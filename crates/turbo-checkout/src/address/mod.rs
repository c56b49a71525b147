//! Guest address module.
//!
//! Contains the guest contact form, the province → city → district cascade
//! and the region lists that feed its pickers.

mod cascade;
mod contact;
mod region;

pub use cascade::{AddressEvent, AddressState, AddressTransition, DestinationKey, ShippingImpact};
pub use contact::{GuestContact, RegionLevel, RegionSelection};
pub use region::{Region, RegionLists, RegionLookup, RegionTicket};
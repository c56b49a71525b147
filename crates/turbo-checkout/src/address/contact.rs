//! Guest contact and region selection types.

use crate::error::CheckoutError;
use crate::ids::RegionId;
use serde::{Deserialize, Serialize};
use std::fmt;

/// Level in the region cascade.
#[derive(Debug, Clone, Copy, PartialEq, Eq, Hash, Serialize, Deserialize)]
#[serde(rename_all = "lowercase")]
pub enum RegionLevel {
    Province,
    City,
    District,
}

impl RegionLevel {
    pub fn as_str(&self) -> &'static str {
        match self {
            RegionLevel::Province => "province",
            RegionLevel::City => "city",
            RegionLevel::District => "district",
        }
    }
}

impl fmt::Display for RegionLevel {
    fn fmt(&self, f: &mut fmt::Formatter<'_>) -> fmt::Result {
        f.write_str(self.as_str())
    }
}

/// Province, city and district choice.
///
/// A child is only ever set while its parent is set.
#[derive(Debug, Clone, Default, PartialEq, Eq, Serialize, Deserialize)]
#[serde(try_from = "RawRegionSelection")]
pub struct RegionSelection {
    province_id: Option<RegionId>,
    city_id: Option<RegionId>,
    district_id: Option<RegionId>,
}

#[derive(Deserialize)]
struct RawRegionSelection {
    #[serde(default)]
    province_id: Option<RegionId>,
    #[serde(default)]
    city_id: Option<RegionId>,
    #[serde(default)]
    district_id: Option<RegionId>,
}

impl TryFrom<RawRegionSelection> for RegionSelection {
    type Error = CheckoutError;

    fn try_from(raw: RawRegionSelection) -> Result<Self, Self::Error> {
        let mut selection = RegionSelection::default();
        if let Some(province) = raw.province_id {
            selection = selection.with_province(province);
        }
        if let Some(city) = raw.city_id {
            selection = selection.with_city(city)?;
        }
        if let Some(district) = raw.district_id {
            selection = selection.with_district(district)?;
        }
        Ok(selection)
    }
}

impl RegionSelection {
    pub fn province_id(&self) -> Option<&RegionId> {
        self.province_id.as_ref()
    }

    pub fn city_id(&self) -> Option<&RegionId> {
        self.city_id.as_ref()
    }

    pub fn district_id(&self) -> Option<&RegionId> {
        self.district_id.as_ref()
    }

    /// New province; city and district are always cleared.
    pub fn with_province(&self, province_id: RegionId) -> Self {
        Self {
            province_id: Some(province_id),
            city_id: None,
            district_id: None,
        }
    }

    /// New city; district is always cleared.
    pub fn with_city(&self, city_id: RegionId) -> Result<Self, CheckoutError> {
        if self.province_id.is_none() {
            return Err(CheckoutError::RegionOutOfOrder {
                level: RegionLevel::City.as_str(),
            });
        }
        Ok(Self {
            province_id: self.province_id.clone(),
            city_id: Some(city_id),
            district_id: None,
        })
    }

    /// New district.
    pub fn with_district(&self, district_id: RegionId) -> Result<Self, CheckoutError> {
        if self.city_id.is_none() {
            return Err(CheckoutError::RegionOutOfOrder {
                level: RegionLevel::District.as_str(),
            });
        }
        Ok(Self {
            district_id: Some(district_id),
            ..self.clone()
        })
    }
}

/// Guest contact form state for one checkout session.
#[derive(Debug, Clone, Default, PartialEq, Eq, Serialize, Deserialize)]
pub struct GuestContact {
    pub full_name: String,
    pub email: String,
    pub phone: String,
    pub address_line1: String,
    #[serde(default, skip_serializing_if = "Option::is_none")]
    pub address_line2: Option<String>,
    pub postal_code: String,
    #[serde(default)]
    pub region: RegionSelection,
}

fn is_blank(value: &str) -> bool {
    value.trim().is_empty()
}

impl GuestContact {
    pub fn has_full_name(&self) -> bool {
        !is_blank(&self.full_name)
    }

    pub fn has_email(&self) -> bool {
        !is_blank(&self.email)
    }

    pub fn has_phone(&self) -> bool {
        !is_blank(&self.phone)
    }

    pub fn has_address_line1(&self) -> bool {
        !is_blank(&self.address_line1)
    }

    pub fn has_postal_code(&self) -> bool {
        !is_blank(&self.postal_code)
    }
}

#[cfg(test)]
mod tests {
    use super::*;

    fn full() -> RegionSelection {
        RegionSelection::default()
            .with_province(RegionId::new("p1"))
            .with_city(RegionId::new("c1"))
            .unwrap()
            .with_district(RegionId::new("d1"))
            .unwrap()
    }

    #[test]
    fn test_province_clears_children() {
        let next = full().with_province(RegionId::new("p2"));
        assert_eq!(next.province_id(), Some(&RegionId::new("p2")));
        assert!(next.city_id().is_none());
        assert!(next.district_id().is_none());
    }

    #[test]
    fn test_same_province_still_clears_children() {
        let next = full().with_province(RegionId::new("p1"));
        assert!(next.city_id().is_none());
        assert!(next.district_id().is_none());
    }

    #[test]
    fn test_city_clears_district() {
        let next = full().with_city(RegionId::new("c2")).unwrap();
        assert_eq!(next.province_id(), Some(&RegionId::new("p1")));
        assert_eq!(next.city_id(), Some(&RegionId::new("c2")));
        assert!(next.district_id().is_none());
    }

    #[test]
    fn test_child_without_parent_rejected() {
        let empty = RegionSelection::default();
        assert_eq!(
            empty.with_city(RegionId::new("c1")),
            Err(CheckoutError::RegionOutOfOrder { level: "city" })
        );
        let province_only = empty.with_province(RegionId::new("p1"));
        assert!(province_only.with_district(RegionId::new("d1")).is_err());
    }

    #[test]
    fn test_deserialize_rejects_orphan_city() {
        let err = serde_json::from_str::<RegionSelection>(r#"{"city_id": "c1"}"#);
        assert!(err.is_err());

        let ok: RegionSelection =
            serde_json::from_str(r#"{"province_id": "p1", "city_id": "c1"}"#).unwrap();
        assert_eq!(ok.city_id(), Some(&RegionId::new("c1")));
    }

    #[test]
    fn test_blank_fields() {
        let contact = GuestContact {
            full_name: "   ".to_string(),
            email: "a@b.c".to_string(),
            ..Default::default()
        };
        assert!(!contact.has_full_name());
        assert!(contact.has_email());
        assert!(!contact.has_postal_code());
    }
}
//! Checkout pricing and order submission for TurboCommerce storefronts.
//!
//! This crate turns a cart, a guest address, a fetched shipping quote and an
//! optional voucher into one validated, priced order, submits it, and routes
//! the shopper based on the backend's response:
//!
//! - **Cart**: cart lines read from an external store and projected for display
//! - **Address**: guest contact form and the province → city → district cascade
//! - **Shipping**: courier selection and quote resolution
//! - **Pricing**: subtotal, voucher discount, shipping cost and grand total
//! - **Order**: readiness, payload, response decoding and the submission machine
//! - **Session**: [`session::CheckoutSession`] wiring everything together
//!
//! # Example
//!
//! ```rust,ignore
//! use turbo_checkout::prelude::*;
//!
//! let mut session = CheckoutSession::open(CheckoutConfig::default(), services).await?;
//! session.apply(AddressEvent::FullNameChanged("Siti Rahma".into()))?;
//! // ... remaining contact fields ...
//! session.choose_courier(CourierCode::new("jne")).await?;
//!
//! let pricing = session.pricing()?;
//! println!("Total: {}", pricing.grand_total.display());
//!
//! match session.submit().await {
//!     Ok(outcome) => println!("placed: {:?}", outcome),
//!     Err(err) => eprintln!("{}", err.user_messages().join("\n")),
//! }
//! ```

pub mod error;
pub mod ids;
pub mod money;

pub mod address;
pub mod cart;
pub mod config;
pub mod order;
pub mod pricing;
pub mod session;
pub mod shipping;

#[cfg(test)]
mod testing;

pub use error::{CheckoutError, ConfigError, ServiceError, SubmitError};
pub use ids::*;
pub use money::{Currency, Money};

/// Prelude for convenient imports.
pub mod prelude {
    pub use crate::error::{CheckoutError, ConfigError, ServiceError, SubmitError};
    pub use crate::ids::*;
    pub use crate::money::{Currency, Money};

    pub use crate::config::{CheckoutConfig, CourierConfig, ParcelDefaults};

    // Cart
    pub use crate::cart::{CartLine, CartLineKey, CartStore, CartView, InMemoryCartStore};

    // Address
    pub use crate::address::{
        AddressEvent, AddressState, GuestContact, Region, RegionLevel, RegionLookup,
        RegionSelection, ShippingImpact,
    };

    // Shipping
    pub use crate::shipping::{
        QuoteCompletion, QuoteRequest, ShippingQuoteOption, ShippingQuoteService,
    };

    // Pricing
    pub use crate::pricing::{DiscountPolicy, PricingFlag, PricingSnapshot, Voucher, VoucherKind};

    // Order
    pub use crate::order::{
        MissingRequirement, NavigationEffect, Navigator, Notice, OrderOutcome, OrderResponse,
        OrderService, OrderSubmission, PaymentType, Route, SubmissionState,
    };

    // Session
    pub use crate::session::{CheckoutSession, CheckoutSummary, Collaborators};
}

------------------------------------------------------------------------

◆ TASK TO CARRY OUT ◆
In your reply, restate exactly the lines from the start of the records above through the line holding "mod region;", including both, and nothing else.

◆ RESPONSE FOR THIS EXERCISE ◆
filename crates/turbo-checkout/src/address/mod.rs
repository c56b49a71525b147
//! Guest address module.
//!
//! Contains the guest contact form, the province → city → district cascade
//! and the region lists that feed its pickers.

mod cascade;
mod contact;
mod region;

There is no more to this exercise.